In 1885 he spent various weeks in Paris but never contacted any of his contemporary painters there, later he returned to Oslo quite overwhelmed by Rembrandt and the Spanish painters whom he had become acquainted with at the Louvre.

He returned to Paris in 1890 to study with Bonnat and on that occasion became acquainted with the works of Pissarro, Seurat, Toulouse-Lautrec, Gaughin and van Gogh. He became interested in Japanese art when he was 27 and was as fine an artist as any of the painters that belonged to the School of Paris.

In 1889 he exhibited his paintings in Oslo, an event that brough about some uneasiness, but he was supported by the philosophers and intellectuals who were disciples of Ibsen.
Thanks to a scholarship granted by the Norwegian State, he spent the winter of 1889-90 in Paris and after being granted various other scholarships, travelled around the south of France, Italy and Germany. Between 1892 and 1895 Munch lived a very active life in Berlin. At that time in Germany there was great enthusisam towards Scandinavian literature and there was nothing comparable to expressionist literature, except Munch`s paintings.

It was during this period that he created his most important works, among them: “The Cry” where he presented the public with his concept of fear. It is a painting of terror, yet one of inexplicable schizoid terror, like that which we feel when we awake from a nightmare. The long modulated lines seem to take the echo of the cries to all the corners within a huge box where the fear that is born from the sound reechoes. From this period is also his painting “Frieze of Life”.

When he returned to Paris in 1896 he did it as a maestro and was acclaimed as such. He tried to get in contact with the Nabis and, just like them, wanted to paint a painting of ideas and feelings. He also tried his talent in graphic arts, he made etched plates and lithographs. And also did wood engravings.

In 1907 he divided his time between Berlin and Lubeck. He had numerous disciples: Kirchen, Nolde and Kokoschka and he affirmed his talent in Germany.
When he was 47 and full of glory, he felt that the other precursors of expressionism such as Toulouse-Lautrec, van Gogh and Gaughin has already disappeared and his obsession with death, made him lose his mind thus forcing him to be secluded in a clinic for 6 months due to a nervous depression he was suffering. When he left the clinic he returned to Oslo but his years of glory were over.

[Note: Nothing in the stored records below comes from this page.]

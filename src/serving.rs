//! HTTP model server exposing the local predictor.
//!
//! `POST /predict` (also `POST /`) takes `{"data": [records], "transform": 1}`
//! and answers with one bracketed probability per record, e.g. `[0.12],[0.34]`.

use crate::error::ScoringError;
use crate::models::batch_endpoint::format_bracketed_floats;
use crate::models::inference::{LocalPredictor, PredictRequest, ProbabilityModel};
use axum::extract::State;
use axum::http::StatusCode;
use axum::response::{IntoResponse, Response};
use axum::routing::{get, post};
use axum::{Json, Router};
use serde::Serialize;
use std::sync::Arc;
use tracing::{info, warn};

/// Predictor shared by every request
pub type SharedPredictor = Arc<LocalPredictor<Box<dyn ProbabilityModel>>>;

#[derive(Debug, Serialize)]
struct HealthResponse {
    status: &'static str,
    model: String,
    features: usize,
}

#[derive(Debug, Serialize)]
struct ErrorResponse {
    error: String,
    #[serde(skip_serializing_if = "Vec::is_empty")]
    dropped_rows: Vec<usize>,
}

/// Error returned from the prediction handler
#[derive(Debug)]
enum ServeError {
    /// The transformer dropped rows, so probabilities would misalign
    DroppedRows(Vec<usize>),
    Scoring(ScoringError),
}

impl IntoResponse for ServeError {
    fn into_response(self) -> Response {
        let (status, body) = match self {
            ServeError::DroppedRows(rows) => (
                StatusCode::UNPROCESSABLE_ENTITY,
                ErrorResponse {
                    error: format!("{} records have missing feature values", rows.len()),
                    dropped_rows: rows,
                },
            ),
            ServeError::Scoring(e) => {
                let status = if e.is_input_error() {
                    StatusCode::UNPROCESSABLE_ENTITY
                } else {
                    StatusCode::INTERNAL_SERVER_ERROR
                };
                (
                    status,
                    ErrorResponse {
                        error: e.to_string(),
                        dropped_rows: Vec::new(),
                    },
                )
            }
        };
        (status, Json(body)).into_response()
    }
}

/// Build the model server router.
pub fn router(predictor: SharedPredictor) -> Router {
    Router::new()
        .route("/", post(predict_handler))
        .route("/predict", post(predict_handler))
        .route("/health", get(health_handler))
        .with_state(predictor)
}

/// `GET /health`
async fn health_handler(State(predictor): State<SharedPredictor>) -> Json<HealthResponse> {
    Json(HealthResponse {
        status: "ok",
        model: predictor.model().name().to_string(),
        features: predictor.schema().feature_count(),
    })
}

/// `POST /predict`
async fn predict_handler(
    State(predictor): State<SharedPredictor>,
    Json(request): Json<PredictRequest>,
) -> Result<String, ServeError> {
    let predictions = predictor.predict(&request).map_err(|e| {
        warn!(error = %e, records = request.data.len(), "Prediction failed");
        ServeError::Scoring(e)
    })?;

    if predictions.len() != request.data.len() {
        let dropped: Vec<usize> = (0..request.data.len())
            .filter(|i| !predictions.row_index.contains(i))
            .collect();
        warn!(dropped = ?dropped, "Rejecting request with unscorable records");
        return Err(ServeError::DroppedRows(dropped));
    }

    info!(records = predictions.len(), "Prediction served");
    Ok(format_bracketed_floats(&predictions.p_default))
}

/// Bind and serve until the process is stopped.
pub async fn run_server(predictor: SharedPredictor, bind_addr: &str) -> anyhow::Result<()> {
    let listener = tokio::net::TcpListener::bind(bind_addr).await?;
    info!(addr = %listener.local_addr()?, "Model server listening");
    axum::serve(listener, router(predictor)).await?;
    Ok(())
}

#[cfg(test)]
mod tests {
    use super::*;
    use crate::error::Result;
    use crate::feature_transformer::{FeatureMatrix, FeatureSchema, FeatureTransformer};
    use axum::body::Body;
    use axum::http::Request;
    use http_body_util::BodyExt;
    use serde_json::json;
    use tower::ServiceExt;

    /// Probability is the `dti` column scaled into [0, 1]
    struct DtiModel;

    impl ProbabilityModel for DtiModel {
        fn name(&self) -> &str {
            "dti"
        }

        fn predict_proba(&self, matrix: &FeatureMatrix) -> Result<Vec<f64>> {
            let dti = matrix
                .column("dti")
                .ok_or_else(|| ScoringError::Model("no dti column".to_string()))?;
            Ok(dti.iter().map(|v| (v / 100.0).clamp(0.0, 1.0)).collect())
        }
    }

    fn make_app() -> Router {
        let schema = Arc::new(FeatureSchema::new(
            ["loan_amnt", "dti"],
            ["purpose"],
            ["loan_amnt", "dti", "purpose_car", "purpose_credit_card"],
        ));
        let model: Box<dyn ProbabilityModel> = Box::new(DtiModel);
        router(Arc::new(LocalPredictor::new(FeatureTransformer::new(schema), model)))
    }

    fn post_json(uri: &str, body: serde_json::Value) -> Request<Body> {
        Request::builder()
            .method("POST")
            .uri(uri)
            .header("content-type", "application/json")
            .body(Body::from(body.to_string()))
            .unwrap()
    }

    async fn body_text(resp: Response) -> String {
        let bytes = resp.into_body().collect().await.unwrap().to_bytes();
        String::from_utf8(bytes.to_vec()).unwrap()
    }

    #[tokio::test]
    async fn test_health_endpoint() {
        let req = Request::builder().uri("/health").body(Body::empty()).unwrap();
        let resp = make_app().oneshot(req).await.unwrap();
        assert_eq!(resp.status(), StatusCode::OK);

        let json: serde_json::Value = serde_json::from_str(&body_text(resp).await).unwrap();
        assert_eq!(json["status"], "ok");
        assert_eq!(json["model"], "dti");
        assert_eq!(json["features"], 4);
    }

    #[tokio::test]
    async fn test_predict_returns_bracketed_floats() {
        let req = post_json(
            "/predict",
            json!({
                "data": [
                    {"loan_amnt": 5000, "dti": 12, "purpose": "car"},
                    {"loan_amnt": 9000, "dti": 50, "purpose": "credit_card"}
                ],
                "transform": 1
            }),
        );
        let resp = make_app().oneshot(req).await.unwrap();
        assert_eq!(resp.status(), StatusCode::OK);
        assert_eq!(body_text(resp).await, "[0.12],[0.5]");
    }

    #[tokio::test]
    async fn test_root_route_accepts_predictions() {
        let req = post_json("/", json!({"data": [{"loan_amnt": 1, "dti": 25, "purpose": "car"}]}));
        let resp = make_app().oneshot(req).await.unwrap();
        assert_eq!(resp.status(), StatusCode::OK);
        assert_eq!(body_text(resp).await, "[0.25]");
    }

    #[tokio::test]
    async fn test_dropped_rows_are_rejected() {
        let req = post_json(
            "/predict",
            json!({"data": [
                {"loan_amnt": 5000, "dti": 12, "purpose": "car"},
                {"loan_amnt": 5000, "dti": null, "purpose": "car"}
            ]}),
        );
        let resp = make_app().oneshot(req).await.unwrap();
        assert_eq!(resp.status(), StatusCode::UNPROCESSABLE_ENTITY);

        let json: serde_json::Value = serde_json::from_str(&body_text(resp).await).unwrap();
        assert_eq!(json["dropped_rows"], json!([1]));
    }

    #[tokio::test]
    async fn test_schema_mismatch_is_input_error() {
        let req = post_json(
            "/predict",
            json!({"data": [{"loan_amnt": 5000, "dti": 12}], "transform": 0}),
        );
        let resp = make_app().oneshot(req).await.unwrap();
        assert_eq!(resp.status(), StatusCode::UNPROCESSABLE_ENTITY);
        assert!(body_text(resp).await.contains("schema mismatch"));
    }
}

He bought four houses which he destined to become studios and warehouses, for he wanted to keep all his works. He even made copies of those works which he managed to sell and went so far as to sometiems own three versions of the same painting.
He started to live a healthier life yet he did not participate very frequently in exhibitions anymore: Zurich 1922, Manheim 1925, Berlin 1927 and Amsterdam 1938. He never returned to Paris, where hardly any of his works were exhibited, which explains why after his most brilliant period, France would forget him.

In 1918, an epidemic of influenza took the lives of many people and he was one of the most affected because he lost many friends. He made a self-portrait of himself entitled “Spanish Influenza”, in which he depicted himself, thin, and emaciated, while sitting in a chair by his bed.
Munch`s love of life once again triumphed over destiny.
In Germany, the Nazis confiscated 82 of his works as they considered him to be a component of degenerate art.

On 23 January 1944, while the world began to live end of the horrible war, Munch died in Oslo as a consequence of an embolism when he 81 years old.